About this task
For the word "caller", determine how many lines of the entries below contain it, and give only that number.

[Stored data entries]
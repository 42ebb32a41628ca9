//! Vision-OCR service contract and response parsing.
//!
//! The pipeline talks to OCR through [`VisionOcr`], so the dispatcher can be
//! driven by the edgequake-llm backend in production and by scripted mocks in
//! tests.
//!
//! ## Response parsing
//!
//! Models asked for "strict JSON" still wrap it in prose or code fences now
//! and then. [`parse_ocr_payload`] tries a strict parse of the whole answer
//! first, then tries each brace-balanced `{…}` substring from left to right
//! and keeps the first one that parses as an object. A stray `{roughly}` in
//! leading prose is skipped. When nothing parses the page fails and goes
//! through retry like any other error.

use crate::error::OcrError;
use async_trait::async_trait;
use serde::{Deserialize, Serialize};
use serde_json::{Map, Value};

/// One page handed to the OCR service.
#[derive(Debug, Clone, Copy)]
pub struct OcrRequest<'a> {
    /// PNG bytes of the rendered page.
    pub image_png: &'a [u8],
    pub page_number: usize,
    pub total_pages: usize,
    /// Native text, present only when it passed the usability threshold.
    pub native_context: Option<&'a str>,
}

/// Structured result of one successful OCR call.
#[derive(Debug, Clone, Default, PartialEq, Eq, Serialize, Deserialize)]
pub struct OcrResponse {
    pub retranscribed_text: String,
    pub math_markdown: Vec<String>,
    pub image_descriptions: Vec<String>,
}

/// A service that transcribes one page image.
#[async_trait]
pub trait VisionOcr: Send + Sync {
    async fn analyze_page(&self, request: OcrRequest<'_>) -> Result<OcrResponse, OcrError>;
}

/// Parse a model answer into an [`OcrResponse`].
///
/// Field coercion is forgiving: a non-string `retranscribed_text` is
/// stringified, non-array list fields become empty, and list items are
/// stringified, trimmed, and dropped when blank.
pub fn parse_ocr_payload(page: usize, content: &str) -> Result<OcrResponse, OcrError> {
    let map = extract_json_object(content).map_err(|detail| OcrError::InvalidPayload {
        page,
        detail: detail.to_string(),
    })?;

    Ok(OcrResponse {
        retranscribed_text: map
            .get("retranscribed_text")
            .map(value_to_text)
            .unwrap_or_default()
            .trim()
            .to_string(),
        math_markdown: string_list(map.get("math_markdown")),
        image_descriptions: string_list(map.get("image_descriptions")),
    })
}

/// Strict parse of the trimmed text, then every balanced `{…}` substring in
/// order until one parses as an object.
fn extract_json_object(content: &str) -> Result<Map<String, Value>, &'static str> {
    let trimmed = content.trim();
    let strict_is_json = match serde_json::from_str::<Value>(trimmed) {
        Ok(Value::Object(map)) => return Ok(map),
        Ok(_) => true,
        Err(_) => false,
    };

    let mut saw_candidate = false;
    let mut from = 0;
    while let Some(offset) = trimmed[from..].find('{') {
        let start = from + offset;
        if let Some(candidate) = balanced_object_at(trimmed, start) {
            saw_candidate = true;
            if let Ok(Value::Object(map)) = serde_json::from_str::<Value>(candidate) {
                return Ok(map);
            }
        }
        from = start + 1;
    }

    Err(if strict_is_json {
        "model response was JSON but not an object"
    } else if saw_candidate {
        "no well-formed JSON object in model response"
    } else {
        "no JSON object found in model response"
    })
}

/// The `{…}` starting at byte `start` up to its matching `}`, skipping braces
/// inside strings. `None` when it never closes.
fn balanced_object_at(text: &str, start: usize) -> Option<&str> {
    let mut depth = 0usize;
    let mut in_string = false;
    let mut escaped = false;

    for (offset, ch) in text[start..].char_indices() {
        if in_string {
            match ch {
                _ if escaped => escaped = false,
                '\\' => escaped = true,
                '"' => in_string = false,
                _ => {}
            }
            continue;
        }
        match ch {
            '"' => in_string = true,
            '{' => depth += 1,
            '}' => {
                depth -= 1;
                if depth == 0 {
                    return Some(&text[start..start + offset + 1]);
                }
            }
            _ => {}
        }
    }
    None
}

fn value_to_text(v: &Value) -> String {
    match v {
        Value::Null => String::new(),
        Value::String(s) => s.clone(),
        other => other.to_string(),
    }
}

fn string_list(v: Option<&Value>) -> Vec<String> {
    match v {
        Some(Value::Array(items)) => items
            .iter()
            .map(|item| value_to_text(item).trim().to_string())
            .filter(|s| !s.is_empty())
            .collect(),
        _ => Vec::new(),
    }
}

==

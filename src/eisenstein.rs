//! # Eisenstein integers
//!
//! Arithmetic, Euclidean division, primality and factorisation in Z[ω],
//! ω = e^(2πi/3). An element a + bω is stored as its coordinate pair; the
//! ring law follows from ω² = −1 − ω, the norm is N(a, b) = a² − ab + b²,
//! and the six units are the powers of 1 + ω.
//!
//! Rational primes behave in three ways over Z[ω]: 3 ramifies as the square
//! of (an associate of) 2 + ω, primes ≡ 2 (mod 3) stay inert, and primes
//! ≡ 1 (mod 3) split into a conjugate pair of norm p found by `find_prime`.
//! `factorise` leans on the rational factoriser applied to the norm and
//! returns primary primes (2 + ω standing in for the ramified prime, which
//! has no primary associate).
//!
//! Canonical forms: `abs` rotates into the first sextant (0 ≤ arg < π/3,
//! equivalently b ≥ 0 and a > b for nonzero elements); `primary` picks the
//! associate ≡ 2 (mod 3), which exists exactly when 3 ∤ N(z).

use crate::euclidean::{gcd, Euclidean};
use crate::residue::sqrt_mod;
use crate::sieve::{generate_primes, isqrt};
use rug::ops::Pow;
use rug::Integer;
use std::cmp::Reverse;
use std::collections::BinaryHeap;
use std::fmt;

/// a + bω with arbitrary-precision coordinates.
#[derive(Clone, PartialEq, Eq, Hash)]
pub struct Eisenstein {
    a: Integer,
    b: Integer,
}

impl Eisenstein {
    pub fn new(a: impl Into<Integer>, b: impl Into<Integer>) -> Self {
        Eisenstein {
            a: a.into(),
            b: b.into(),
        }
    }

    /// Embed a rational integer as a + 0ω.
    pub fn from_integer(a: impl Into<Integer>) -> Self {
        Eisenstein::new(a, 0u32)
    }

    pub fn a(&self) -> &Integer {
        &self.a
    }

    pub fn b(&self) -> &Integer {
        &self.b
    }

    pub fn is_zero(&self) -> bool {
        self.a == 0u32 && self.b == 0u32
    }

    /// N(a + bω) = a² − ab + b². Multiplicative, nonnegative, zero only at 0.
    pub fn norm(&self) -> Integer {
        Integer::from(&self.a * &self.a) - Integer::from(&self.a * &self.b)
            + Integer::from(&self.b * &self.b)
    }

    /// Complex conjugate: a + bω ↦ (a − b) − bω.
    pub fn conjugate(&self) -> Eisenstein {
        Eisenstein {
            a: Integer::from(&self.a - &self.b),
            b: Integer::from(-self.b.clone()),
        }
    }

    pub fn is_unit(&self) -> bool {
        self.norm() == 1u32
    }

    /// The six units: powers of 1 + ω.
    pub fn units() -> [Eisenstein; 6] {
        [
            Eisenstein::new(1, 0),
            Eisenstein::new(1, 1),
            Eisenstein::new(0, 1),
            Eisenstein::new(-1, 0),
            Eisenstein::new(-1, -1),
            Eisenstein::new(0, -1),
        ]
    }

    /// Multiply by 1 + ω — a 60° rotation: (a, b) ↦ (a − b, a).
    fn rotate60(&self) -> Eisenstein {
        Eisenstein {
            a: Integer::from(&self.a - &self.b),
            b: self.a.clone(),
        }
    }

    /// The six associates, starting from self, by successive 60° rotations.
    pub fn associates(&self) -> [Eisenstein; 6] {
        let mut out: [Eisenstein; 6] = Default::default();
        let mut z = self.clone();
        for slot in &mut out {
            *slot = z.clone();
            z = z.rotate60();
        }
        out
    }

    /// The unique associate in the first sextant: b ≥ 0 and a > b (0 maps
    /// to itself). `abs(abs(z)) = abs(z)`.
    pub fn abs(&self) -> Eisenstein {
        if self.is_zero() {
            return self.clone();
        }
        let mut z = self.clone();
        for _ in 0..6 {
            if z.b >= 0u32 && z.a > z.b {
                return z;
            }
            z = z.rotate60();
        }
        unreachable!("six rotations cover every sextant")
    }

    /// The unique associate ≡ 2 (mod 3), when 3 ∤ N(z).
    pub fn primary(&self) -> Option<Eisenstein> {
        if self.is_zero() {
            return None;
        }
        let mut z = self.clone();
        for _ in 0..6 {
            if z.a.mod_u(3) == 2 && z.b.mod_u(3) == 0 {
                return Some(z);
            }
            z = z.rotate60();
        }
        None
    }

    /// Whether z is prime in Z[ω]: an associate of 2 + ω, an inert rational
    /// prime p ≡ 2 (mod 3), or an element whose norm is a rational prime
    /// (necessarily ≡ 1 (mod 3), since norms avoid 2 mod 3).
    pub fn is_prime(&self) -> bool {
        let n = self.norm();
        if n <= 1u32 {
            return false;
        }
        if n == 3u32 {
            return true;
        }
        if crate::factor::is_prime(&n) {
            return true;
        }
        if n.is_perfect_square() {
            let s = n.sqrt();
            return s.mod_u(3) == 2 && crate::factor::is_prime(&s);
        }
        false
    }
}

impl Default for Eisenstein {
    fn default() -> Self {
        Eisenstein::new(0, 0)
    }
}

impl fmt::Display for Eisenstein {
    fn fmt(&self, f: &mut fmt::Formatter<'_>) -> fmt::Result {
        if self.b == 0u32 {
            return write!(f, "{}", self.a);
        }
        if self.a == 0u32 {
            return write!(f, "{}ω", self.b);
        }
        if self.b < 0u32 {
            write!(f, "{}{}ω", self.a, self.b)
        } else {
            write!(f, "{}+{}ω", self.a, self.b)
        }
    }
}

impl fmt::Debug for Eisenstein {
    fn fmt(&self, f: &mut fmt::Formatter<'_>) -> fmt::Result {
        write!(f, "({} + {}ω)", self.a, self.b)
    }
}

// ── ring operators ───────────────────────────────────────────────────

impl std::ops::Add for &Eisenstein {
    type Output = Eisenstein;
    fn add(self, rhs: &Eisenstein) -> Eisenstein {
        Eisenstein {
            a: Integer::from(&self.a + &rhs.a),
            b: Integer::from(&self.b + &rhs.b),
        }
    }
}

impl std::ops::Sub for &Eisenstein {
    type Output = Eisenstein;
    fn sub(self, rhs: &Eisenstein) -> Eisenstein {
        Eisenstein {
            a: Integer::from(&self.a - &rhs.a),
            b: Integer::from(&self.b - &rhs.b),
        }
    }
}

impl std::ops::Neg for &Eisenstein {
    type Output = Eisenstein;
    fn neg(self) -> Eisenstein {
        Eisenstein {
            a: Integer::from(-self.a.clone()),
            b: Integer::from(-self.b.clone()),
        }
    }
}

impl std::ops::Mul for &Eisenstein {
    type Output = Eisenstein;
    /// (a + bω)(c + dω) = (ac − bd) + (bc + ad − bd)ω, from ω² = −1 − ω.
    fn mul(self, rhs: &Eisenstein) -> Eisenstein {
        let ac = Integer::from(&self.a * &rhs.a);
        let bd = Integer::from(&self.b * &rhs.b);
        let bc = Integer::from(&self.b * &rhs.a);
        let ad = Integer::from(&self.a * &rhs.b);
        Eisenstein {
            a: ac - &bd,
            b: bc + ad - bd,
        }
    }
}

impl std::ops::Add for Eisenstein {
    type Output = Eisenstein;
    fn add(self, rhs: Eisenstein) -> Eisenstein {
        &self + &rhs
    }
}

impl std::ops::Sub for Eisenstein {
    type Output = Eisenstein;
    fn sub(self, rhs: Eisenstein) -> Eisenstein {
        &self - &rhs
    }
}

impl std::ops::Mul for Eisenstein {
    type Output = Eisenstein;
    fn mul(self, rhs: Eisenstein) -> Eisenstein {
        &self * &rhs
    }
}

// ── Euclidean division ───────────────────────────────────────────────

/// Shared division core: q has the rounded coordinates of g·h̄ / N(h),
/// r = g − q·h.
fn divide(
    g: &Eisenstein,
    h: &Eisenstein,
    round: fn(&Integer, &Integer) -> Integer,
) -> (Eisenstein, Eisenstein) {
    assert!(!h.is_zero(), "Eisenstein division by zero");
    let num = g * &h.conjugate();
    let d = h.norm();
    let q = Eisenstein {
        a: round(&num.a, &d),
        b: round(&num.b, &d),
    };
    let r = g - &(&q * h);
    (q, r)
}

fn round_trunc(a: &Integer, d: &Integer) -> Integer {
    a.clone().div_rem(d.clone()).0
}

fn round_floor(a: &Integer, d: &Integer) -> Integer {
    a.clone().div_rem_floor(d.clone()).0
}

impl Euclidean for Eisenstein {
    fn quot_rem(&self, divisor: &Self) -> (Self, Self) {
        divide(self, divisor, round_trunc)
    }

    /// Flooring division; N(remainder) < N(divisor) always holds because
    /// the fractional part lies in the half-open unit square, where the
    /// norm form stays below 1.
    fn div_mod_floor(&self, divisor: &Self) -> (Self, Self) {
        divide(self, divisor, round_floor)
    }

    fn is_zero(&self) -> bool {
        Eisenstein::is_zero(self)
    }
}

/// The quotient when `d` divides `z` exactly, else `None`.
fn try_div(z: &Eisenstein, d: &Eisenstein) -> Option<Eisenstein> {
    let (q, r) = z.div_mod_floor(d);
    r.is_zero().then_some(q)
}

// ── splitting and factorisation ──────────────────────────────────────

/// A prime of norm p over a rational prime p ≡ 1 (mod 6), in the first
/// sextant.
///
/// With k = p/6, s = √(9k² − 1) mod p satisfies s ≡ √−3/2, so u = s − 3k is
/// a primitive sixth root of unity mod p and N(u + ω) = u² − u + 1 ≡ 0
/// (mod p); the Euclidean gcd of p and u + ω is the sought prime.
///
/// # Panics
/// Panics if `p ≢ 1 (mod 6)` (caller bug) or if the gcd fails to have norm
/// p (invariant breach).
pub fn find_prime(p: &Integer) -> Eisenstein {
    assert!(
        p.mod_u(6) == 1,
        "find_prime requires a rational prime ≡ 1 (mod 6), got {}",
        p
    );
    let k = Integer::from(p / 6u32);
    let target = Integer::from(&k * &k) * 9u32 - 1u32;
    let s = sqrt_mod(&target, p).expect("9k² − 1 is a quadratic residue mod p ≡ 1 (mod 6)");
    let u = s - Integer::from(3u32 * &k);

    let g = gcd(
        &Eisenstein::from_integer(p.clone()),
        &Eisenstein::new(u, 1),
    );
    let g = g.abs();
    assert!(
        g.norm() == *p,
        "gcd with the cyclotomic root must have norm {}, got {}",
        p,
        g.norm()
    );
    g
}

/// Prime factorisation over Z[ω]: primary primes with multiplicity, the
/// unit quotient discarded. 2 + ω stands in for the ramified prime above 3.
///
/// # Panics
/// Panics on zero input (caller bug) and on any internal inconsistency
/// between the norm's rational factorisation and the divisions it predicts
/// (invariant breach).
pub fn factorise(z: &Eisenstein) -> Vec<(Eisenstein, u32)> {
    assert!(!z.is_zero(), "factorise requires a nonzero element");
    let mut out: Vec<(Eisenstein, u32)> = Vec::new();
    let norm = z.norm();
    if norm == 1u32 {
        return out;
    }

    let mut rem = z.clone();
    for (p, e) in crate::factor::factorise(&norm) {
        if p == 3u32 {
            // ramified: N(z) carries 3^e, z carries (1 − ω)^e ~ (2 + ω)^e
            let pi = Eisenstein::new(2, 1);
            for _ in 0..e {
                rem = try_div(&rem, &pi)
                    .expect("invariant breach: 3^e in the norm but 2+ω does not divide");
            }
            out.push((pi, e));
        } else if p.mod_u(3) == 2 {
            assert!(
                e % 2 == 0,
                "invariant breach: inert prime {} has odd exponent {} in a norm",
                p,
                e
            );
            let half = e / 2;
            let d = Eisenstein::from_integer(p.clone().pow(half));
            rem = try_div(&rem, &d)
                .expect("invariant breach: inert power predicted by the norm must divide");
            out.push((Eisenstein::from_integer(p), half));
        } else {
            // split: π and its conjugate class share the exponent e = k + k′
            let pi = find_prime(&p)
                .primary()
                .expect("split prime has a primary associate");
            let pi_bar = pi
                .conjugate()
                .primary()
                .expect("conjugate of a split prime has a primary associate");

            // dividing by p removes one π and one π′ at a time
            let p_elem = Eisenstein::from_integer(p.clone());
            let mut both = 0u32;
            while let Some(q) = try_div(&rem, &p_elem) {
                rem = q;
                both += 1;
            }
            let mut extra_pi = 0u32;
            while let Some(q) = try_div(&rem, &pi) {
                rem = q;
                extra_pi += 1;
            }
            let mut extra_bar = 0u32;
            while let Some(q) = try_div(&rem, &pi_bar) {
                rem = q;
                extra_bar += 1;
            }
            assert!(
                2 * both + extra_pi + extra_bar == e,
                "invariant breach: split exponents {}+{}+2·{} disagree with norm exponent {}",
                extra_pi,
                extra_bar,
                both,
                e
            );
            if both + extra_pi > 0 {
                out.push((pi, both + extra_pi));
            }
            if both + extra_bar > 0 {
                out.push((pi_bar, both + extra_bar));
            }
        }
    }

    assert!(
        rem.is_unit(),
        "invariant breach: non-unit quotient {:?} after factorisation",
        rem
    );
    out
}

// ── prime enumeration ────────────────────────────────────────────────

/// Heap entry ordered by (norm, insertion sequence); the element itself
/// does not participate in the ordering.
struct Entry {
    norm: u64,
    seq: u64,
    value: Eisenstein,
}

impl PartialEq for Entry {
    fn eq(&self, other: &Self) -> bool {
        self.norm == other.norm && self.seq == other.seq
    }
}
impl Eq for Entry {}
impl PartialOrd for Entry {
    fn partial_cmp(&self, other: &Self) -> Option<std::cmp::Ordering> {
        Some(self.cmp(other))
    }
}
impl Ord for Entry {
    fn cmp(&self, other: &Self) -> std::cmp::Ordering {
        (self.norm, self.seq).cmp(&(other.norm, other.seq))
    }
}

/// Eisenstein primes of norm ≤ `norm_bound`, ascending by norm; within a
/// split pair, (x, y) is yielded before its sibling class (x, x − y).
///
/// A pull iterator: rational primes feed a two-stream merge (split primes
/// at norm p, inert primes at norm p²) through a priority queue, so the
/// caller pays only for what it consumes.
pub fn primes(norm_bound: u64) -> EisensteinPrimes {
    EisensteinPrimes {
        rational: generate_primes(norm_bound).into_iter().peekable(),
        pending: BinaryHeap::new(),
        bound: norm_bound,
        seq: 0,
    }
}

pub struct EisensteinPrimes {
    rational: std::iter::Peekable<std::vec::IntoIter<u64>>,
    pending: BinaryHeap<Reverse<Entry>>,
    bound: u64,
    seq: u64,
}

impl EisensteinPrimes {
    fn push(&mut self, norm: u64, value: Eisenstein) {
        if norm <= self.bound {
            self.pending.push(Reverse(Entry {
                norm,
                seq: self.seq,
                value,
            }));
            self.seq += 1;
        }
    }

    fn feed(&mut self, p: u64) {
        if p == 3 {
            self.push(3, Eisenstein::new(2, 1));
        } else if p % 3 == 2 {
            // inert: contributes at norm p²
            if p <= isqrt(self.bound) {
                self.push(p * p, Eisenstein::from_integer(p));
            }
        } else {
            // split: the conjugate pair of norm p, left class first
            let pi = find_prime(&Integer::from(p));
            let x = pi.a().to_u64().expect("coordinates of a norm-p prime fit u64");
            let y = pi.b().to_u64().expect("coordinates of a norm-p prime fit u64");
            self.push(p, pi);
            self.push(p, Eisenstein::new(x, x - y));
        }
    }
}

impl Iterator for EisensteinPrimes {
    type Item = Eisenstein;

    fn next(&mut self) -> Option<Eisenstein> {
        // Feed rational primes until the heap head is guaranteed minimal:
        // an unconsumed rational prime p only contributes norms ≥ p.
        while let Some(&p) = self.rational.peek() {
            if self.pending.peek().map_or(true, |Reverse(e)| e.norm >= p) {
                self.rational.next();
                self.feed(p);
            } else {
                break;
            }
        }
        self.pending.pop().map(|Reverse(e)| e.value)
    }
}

The completed task
3